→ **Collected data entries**

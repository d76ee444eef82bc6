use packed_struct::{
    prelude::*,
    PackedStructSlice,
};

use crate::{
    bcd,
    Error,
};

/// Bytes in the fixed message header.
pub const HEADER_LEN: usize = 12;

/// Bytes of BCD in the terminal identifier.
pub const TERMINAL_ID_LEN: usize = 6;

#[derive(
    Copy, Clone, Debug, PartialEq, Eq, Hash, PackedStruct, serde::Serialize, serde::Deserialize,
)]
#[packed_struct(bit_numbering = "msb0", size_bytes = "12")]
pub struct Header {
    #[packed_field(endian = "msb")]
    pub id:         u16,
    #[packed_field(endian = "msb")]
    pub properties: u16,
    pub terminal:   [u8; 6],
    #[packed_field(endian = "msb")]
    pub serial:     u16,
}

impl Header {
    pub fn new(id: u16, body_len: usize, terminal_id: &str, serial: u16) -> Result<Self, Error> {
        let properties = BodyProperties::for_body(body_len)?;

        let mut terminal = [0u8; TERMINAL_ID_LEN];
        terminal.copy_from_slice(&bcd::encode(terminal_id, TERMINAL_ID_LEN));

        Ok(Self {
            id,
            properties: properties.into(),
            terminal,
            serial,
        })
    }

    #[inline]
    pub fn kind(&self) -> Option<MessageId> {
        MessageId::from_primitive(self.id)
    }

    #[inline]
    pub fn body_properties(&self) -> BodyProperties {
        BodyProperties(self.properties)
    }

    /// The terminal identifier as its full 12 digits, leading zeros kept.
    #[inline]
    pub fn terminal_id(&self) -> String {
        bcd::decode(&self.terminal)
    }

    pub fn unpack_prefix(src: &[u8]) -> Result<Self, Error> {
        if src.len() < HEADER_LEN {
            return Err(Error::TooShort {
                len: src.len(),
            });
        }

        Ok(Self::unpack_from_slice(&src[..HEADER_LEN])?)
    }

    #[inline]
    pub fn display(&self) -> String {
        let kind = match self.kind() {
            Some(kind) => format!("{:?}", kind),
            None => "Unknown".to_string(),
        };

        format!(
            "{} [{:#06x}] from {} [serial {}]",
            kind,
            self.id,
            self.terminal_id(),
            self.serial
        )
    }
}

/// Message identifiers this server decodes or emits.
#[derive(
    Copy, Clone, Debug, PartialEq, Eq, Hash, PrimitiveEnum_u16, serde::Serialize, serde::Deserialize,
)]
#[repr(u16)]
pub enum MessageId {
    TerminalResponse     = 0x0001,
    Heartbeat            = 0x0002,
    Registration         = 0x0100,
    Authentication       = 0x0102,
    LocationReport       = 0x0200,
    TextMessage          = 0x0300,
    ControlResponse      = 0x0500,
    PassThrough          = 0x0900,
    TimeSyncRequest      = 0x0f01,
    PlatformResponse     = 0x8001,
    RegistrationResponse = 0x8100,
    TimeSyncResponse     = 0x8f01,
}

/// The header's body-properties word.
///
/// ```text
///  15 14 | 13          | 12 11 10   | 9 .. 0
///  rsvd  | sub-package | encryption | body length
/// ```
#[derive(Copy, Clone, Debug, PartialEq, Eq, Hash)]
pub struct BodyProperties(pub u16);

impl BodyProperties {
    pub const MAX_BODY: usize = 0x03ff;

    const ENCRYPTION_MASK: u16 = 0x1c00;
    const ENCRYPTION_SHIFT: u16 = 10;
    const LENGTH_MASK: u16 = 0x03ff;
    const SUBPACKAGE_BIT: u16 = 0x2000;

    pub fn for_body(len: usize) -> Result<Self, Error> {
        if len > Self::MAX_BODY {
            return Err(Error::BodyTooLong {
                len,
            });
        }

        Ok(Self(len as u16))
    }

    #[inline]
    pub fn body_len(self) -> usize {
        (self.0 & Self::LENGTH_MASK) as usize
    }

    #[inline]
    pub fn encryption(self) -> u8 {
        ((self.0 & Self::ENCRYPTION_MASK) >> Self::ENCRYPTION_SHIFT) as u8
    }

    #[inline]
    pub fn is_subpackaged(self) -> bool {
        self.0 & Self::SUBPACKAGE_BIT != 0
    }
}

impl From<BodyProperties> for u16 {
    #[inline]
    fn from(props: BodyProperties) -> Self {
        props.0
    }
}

→ **What to work on**
All lines that contain the word "kind" must be copied from the records above.

→ **Written reply**
    pub fn kind(&self) -> Option<MessageId> {
        let kind = match self.kind() {
            Some(kind) => format!("{:?}", kind),
            kind,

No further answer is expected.